The Trial of God changes both the setting and the outcome. We’re in a 17th-c. village which has recently been scourged by a pogrom. This early-modern setting gives a sense of the ways that Jew-hate has existed across millennia. The pretext for the trial is that this night is Purim–the night celebrating the Hebrews’ miraculous victory, recorded in the Book of Esther, against the genocidal villain Haman. A traditional formula states that on this night, Jews must get so drunk that they can’t tell Haman from (the Jewish father and hero) Mordechai. This is carnival for Jews, carnival with a knifepoint as sharp as it should be (yet almost never is) for Christians.
The idea of recasting the Book of Job as a Purimspiel is astonishing. Everything in this play rang true to me. Initially I did wonder about some things said by the local Orthodox Christian priest, in which he explicitly praised Haman and said he was a true Christian–that seemed like making one’s opponents unnecessarily stupid. But actually I think it illustrates how insane Jew-hate makes the haters. A Christian who hates Jews must be open to shockingly absurd reworkings of the Gospels, and Paul’s letters.
I’d recommend that you avoid any edition of this play which includes interpretive essays by Christian theologians. My copy has two, a foreword and an afterword, and both seem rather disgustingly invested in taming the text. There is no way to make this text “safe” for Christians–or Jews. There is no way to make this text an apologia for God. It is not possible, and I’m somewhat shocked that anyone tried.

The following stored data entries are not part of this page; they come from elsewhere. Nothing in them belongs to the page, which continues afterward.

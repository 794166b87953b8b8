// Internal units of the transport toolkit: lengths in mm, energies in MeV.
// Multiply by a unit to convert into internal units, divide to convert out.

pub const MM: f64 = 1.0;
pub const CM: f64 = 10.0 * MM;
pub const M: f64 = 1000.0 * MM;

pub const MEV: f64 = 1.0;
pub const KEV: f64 = 1.0e-3 * MEV;
pub const EV: f64 = 1.0e-6 * MEV;
pub const GEV: f64 = 1.0e3 * MEV;
pub const TEV: f64 = 1.0e6 * MEV;

/// Format an energy given in internal units with the largest unit that keeps
/// the value >= 1.
pub fn best_energy_unit(energy: f64) -> String {
    const UNITS: [(f64, &str); 5] = [(TEV, "TeV"), (GEV, "GeV"), (MEV, "MeV"), (KEV, "keV"), (EV, "eV")];
    let magnitude = energy.abs();
    for &(unit, symbol) in &UNITS {
        if magnitude >= unit {
            return format!("{:.4} {}", energy / unit, symbol);
        }
    }
    format!("{:.4} eV", energy / EV)
}

#[cfg(test)]
mod tests {
    use super::*;

    #[test]
    fn test_conversions() {
        assert_eq!(7.5 * CM, 75.0);
        assert_eq!(2.0 * GEV / MEV, 2000.0);
        assert_eq!(1.0 * M / CM, 100.0);
    }

    #[test]
    fn test_best_energy_unit() {
        assert_eq!(best_energy_unit(1500.0 * GEV), "1.5000 TeV");
        assert_eq!(best_energy_unit(0.25 * MEV), "250.0000 keV");
        assert_eq!(best_energy_unit(3.0 * MEV), "3.0000 MeV");
        assert_eq!(best_energy_unit(0.0), "0.0000 eV");
    }
}
use rand::Rng;

use crate::config::BeamSettings;
use crate::error::ConfigError;
use crate::event::{BeamRecord, EventRecord};
use crate::particle::{Particle, ParticleKind};
use crate::spectrum::{SampledEvent, SpectrumSampler};
use crate::units::{CM, GEV};

/// Muon beam entering the rock face along +z.
///
/// Each event gets an energy from the spectrum sampler and a uniform
/// transverse position inside the beam spot; the primary starts on the
/// upstream face of the world.
#[derive(Debug, Clone)]
pub struct BeamGenerator {
    pub sampler: SpectrumSampler,
    pub particle: ParticleKind,
    pub x_half_width: f64,
    pub y_half_width: f64,
    pub world_half_z: Option<f64>,
}

impl BeamGenerator {
    pub fn new(sampler: SpectrumSampler, beam: &BeamSettings) -> Result<Self, ConfigError> {
        let particle = beam.particle_kind()?;
        if beam.world_half_z.is_none() {
            tracing::warn!("world half-length not set, the beam will start at the world centre");
        }
        Ok(Self {
            sampler,
            particle,
            x_half_width: beam.x_half_width,
            y_half_width: beam.y_half_width,
            world_half_z: beam.world_half_z,
        })
    }

    pub fn start_z(&self) -> f64 {
        self.world_half_z.map_or(0.0, |half| -half)
    }

    /// Turn one beam draw into a primary particle in toolkit units.
    pub fn primary_for(&self, draw: &SampledEvent) -> Particle {
        Particle::new(
            self.particle,
            [draw.x * CM, draw.y * CM, self.start_z()],
            [0.0, 0.0, 1.0],
            draw.energy * GEV,
        )
    }

    /// Sample the event's primary and note the beam parameters on the event.
    pub fn generate<R: Rng + ?Sized>(&self, rng: &mut R, event: &mut EventRecord) -> Particle {
        let draw = self
            .sampler
            .sample_event(rng, self.x_half_width, self.y_half_width);
        event.beam = Some(BeamRecord {
            pdg: self.particle.pdg_code(),
            energy: draw.energy,
            x: draw.x,
            y: draw.y,
        });
        self.primary_for(&draw)
    }
}
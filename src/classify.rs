use serde::Serialize;

use crate::particle::{ParticleCategory, ParticleKind};

/// Energy-flow spectra booked per run, numbered by histogram id.
#[derive(Debug, Clone, Copy, PartialEq, Eq, Hash, Serialize)]
pub enum SpectrumClass {
    Primary = 1,
    Gamma,
    Electron,
    Muon,
    Neutron,
    AntiNeutron,
    Proton,
    AntiProton,
    PionPlus,
    PionMinus,
    PionZero,
    KaonZeroLong,
    KaonZeroShort,
    KaonZero,
    AntiKaonZero,
    KaonPlus,
    KaonMinus,
    Lambda,
    AntiLambda,
    SigmaPlus,
    AntiSigmaPlus,
    SigmaMinus,
    AntiSigmaMinus,
    SigmaZero,
    AntiSigmaZero,
    OtherBaryon,
    OtherMeson,
    OtherLepton,
}

impl SpectrumClass {
    pub const COUNT: usize = 28;

    pub const ALL: [SpectrumClass; Self::COUNT] = [
        SpectrumClass::Primary,
        SpectrumClass::Gamma,
        SpectrumClass::Electron,
        SpectrumClass::Muon,
        SpectrumClass::Neutron,
        SpectrumClass::AntiNeutron,
        SpectrumClass::Proton,
        SpectrumClass::AntiProton,
        SpectrumClass::PionPlus,
        SpectrumClass::PionMinus,
        SpectrumClass::PionZero,
        SpectrumClass::KaonZeroLong,
        SpectrumClass::KaonZeroShort,
        SpectrumClass::KaonZero,
        SpectrumClass::AntiKaonZero,
        SpectrumClass::KaonPlus,
        SpectrumClass::KaonMinus,
        SpectrumClass::Lambda,
        SpectrumClass::AntiLambda,
        SpectrumClass::SigmaPlus,
        SpectrumClass::AntiSigmaPlus,
        SpectrumClass::SigmaMinus,
        SpectrumClass::AntiSigmaMinus,
        SpectrumClass::SigmaZero,
        SpectrumClass::AntiSigmaZero,
        SpectrumClass::OtherBaryon,
        SpectrumClass::OtherMeson,
        SpectrumClass::OtherLepton,
    ];

    /// Histogram id, 1-based.
    pub fn id(self) -> usize {
        self as usize
    }

    pub fn from_id(id: usize) -> Option<Self> {
        id.checked_sub(1).and_then(|i| Self::ALL.get(i).copied())
    }

    pub fn title(self) -> &'static str {
        match self {
            SpectrumClass::Primary => "energy spectrum of primary",
            SpectrumClass::Gamma => "energy spectrum of emerging gamma",
            SpectrumClass::Electron => "energy spectrum of emerging e+-",
            SpectrumClass::Muon => "energy spectrum of emerging mu+-",
            SpectrumClass::Neutron => "energy spectrum of emerging neutrons",
            SpectrumClass::AntiNeutron => "energy spectrum of emerging antineutrons",
            SpectrumClass::Proton => "energy spectrum of emerging protons",
            SpectrumClass::AntiProton => "energy spectrum of emerging antiprotons",
            SpectrumClass::PionPlus => "energy spectrum of emerging pion+",
            SpectrumClass::PionMinus => "energy spectrum of emerging pion-",
            SpectrumClass::PionZero => "energy spectrum of emerging pion0",
            SpectrumClass::KaonZeroLong => "energy spectrum of emerging KL",
            SpectrumClass::KaonZeroShort => "energy spectrum of emerging KS",
            SpectrumClass::KaonZero => "energy spectrum of emerging K0",
            SpectrumClass::AntiKaonZero => "energy spectrum of emerging antiK0",
            SpectrumClass::KaonPlus => "energy spectrum of emerging K+",
            SpectrumClass::KaonMinus => "energy spectrum of emerging K-",
            SpectrumClass::Lambda => "energy spectrum of emerging Lambda0",
            SpectrumClass::AntiLambda => "energy spectrum of emerging antiLambda0",
            SpectrumClass::SigmaPlus => "energy spectrum of emerging Sigma+",
            SpectrumClass::AntiSigmaPlus => "energy spectrum of emerging antiSigma+",
            SpectrumClass::SigmaMinus => "energy spectrum of emerging Sigma-",
            SpectrumClass::AntiSigmaMinus => "energy spectrum of emerging antiSigma-",
            SpectrumClass::SigmaZero => "energy spectrum of emerging Sigma0",
            SpectrumClass::AntiSigmaZero => "energy spectrum of emerging antiSigma0",
            SpectrumClass::OtherBaryon => "energy spectrum of all others emerging baryons",
            SpectrumClass::OtherMeson => "energy spectrum of all others emerging mesons",
            SpectrumClass::OtherLepton => "energy spectrum of all others emerging leptons (neutrinos)",
        }
    }
}

/// Spectrum a track contributes to when it crosses the flow plane.
///
/// Primaries always land in [`SpectrumClass::Primary`]; secondaries go to
/// their species spectrum, then to the catch-all of their family. Nuclei,
/// gauge bosons other than the photon and unknown codes are not counted.
pub fn classify(parent_id: i32, pdg: i32) -> Option<SpectrumClass> {
    if parent_id == 0 {
        return Some(SpectrumClass::Primary);
    }
    if let Some(kind) = ParticleKind::from_pdg(pdg) {
        let class = match kind {
            ParticleKind::Gamma => Some(SpectrumClass::Gamma),
            ParticleKind::Electron | ParticleKind::Positron => Some(SpectrumClass::Electron),
            ParticleKind::MuonPlus | ParticleKind::MuonMinus => Some(SpectrumClass::Muon),
            ParticleKind::Neutron => Some(SpectrumClass::Neutron),
            ParticleKind::AntiNeutron => Some(SpectrumClass::AntiNeutron),
            ParticleKind::Proton => Some(SpectrumClass::Proton),
            ParticleKind::AntiProton => Some(SpectrumClass::AntiProton),
            ParticleKind::PionPlus => Some(SpectrumClass::PionPlus),
            ParticleKind::PionMinus => Some(SpectrumClass::PionMinus),
            ParticleKind::PionZero => Some(SpectrumClass::PionZero),
            ParticleKind::KaonZeroLong => Some(SpectrumClass::KaonZeroLong),
            ParticleKind::KaonZeroShort => Some(SpectrumClass::KaonZeroShort),
            ParticleKind::KaonZero => Some(SpectrumClass::KaonZero),
            ParticleKind::AntiKaonZero => Some(SpectrumClass::AntiKaonZero),
            ParticleKind::KaonPlus => Some(SpectrumClass::KaonPlus),
            ParticleKind::KaonMinus => Some(SpectrumClass::KaonMinus),
            ParticleKind::Lambda => Some(SpectrumClass::Lambda),
            ParticleKind::AntiLambda => Some(SpectrumClass::AntiLambda),
            ParticleKind::SigmaPlus => Some(SpectrumClass::SigmaPlus),
            ParticleKind::AntiSigmaPlus => Some(SpectrumClass::AntiSigmaPlus),
            ParticleKind::SigmaMinus => Some(SpectrumClass::SigmaMinus),
            ParticleKind::AntiSigmaMinus => Some(SpectrumClass::AntiSigmaMinus),
            ParticleKind::SigmaZero => Some(SpectrumClass::SigmaZero),
            ParticleKind::AntiSigmaZero => Some(SpectrumClass::AntiSigmaZero),
            _ => None,
        };
        if class.is_some() {
            return class;
        }
    }
    match ParticleCategory::from_pdg(pdg) {
        ParticleCategory::Baryon => Some(SpectrumClass::OtherBaryon),
        ParticleCategory::Meson => Some(SpectrumClass::OtherMeson),
        ParticleCategory::Lepton => Some(SpectrumClass::OtherLepton),
        _ => None,
    }
}
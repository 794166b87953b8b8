use std::fmt;

use serde::Serialize;

use crate::units::{best_energy_unit, MM};

/// One boundary-entry energy deposit in an emulsion layer.
///
/// Positions in mm, momenta and energies in MeV. `chamber`, `layer` and
/// `sublayer` are -1 until the sensitive detector assigns them.
#[derive(Debug, Clone, PartialEq, Serialize)]
pub struct CalorHit {
    pub chamber: i32,
    pub layer: i32,
    pub sublayer: i32,
    pub pdg: i32,
    pub track_id: i32,
    pub parent_id: i32,
    pub charge: f64,
    pub position: [f64; 3],
    pub momentum: [f64; 3],
    /// Kinetic energy at the pre-step point.
    pub energy_pre: f64,
    /// Kinetic energy at the post-step point.
    pub energy_post: f64,
    pub energy_deposit: f64,
    pub track_length: f64,
    pub process: String,
}

impl Default for CalorHit {
    fn default() -> Self {
        Self {
            chamber: -1,
            layer: -1,
            sublayer: -1,
            pdg: 0,
            track_id: 0,
            parent_id: 0,
            charge: 0.0,
            position: [0.0; 3],
            momentum: [0.0; 3],
            energy_pre: 0.0,
            energy_post: 0.0,
            energy_deposit: 0.0,
            track_length: 0.0,
            process: String::new(),
        }
    }
}

impl fmt::Display for CalorHit {
    fn fmt(&self, f: &mut fmt::Formatter<'_>) -> fmt::Result {
        write!(
            f,
            "PDGID: {:>5} Cham,IDZ,IDZsub,X,Y: {:>1} {:>3} {:>1} {:>6} {:>6}, Edep: {:>7}",
            self.pdg,
            self.chamber,
            self.layer,
            self.sublayer,
            self.position[0] / MM,
            self.position[1] / MM,
            best_energy_unit(self.energy_deposit)
        )
    }
}

/// Hits recorded by one sensitive detector during one event.
#[derive(Debug, Clone, Default, PartialEq, Serialize)]
pub struct HitsCollection {
    pub detector_name: String,
    pub collection_name: String,
    hits: Vec<CalorHit>,
}

impl HitsCollection {
    pub fn new(detector_name: &str, collection_name: &str) -> Self {
        Self {
            detector_name: detector_name.to_string(),
            collection_name: collection_name.to_string(),
            hits: Vec::new(),
        }
    }

    pub fn push(&mut self, hit: CalorHit) {
        self.hits.push(hit);
    }

    pub fn get(&self, index: usize) -> Option<&CalorHit> {
        self.hits.get(index)
    }

    pub fn len(&self) -> usize {
        self.hits.len()
    }

    pub fn is_empty(&self) -> bool {
        self.hits.is_empty()
    }

    pub fn iter(&self) -> std::slice::Iter<'_, CalorHit> {
        self.hits.iter()
    }

    /// Sum of energy deposits over all hits.
    pub fn total_deposit(&self) -> f64 {
        self.hits.iter().map(|h| h.energy_deposit).sum()
    }
}

impl<'a> IntoIterator for &'a HitsCollection {
    type Item = &'a CalorHit;
    type IntoIter = std::slice::Iter<'a, CalorHit>;

    fn into_iter(self) -> Self::IntoIter {
        self.hits.iter()
    }
}

#[cfg(test)]
mod tests {
    use super::*;
    use crate::units::KEV;

    #[test]
    fn test_default_hit_is_unassigned() {
        let hit = CalorHit::default();
        assert_eq!((hit.chamber, hit.layer, hit.sublayer), (-1, -1, -1));
        assert_eq!(hit.energy_deposit, 0.0);
        assert!(hit.process.is_empty());
    }

    #[test]
    fn test_hit_display() {
        let hit = CalorHit {
            chamber: 0,
            layer: 0,
            sublayer: 1,
            pdg: 13,
            position: [1.5, -2.0, 0.0],
            energy_deposit: 12.0 * KEV,
            ..CalorHit::default()
        };
        let line = hit.to_string();
        assert!(line.starts_with("PDGID:    13 "));
        assert!(line.contains("0   0 1"));
        assert!(line.ends_with("Edep: 12.0000 keV"));
    }

    #[test]
    fn test_collection_basic() {
        let mut hc = HitsCollection::new("EmulsionSD", "EmulsionHitsCollection");
        assert!(hc.is_empty());
        hc.push(CalorHit {
            energy_deposit: 0.5,
            ..CalorHit::default()
        });
        hc.push(CalorHit {
            energy_deposit: 0.25,
            track_id: 2,
            ..CalorHit::default()
        });
        assert_eq!(hc.len(), 2);
        assert_eq!(hc.get(1).map(|h| h.track_id), Some(2));
        assert!(hc.get(2).is_none());
        assert_eq!(hc.total_deposit(), 0.75);
        assert_eq!((&hc).into_iter().count(), 2);
    }
}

I do think Wiesel’s play is haunted by the Christian understanding of God, not solely the Jewish understanding. There are several moments where it seems like there’s a deep desire and need to see God Himself suffer. If only one could be certain that God Himself is crucified with the persecuted Jews, then perhaps God might be worthy of love… or perhaps not. Perhaps this would simply make Him yet another clown, another puppet yanked around by the strings of history and hate.
What Wiesel does display so helplessly is the terrible cry, “If there is no God, what do we matter?” If there is no God, why does human suffering matter; why does justice matter, beyond the dumb utilitarian desire to hurt less and enjoy more; why are there Jews? It is the raw fact of the Jews, and nothing else, which stands in the face of atheism in this play. It seems as though the choice is: Either the Jews are absurd, or God is.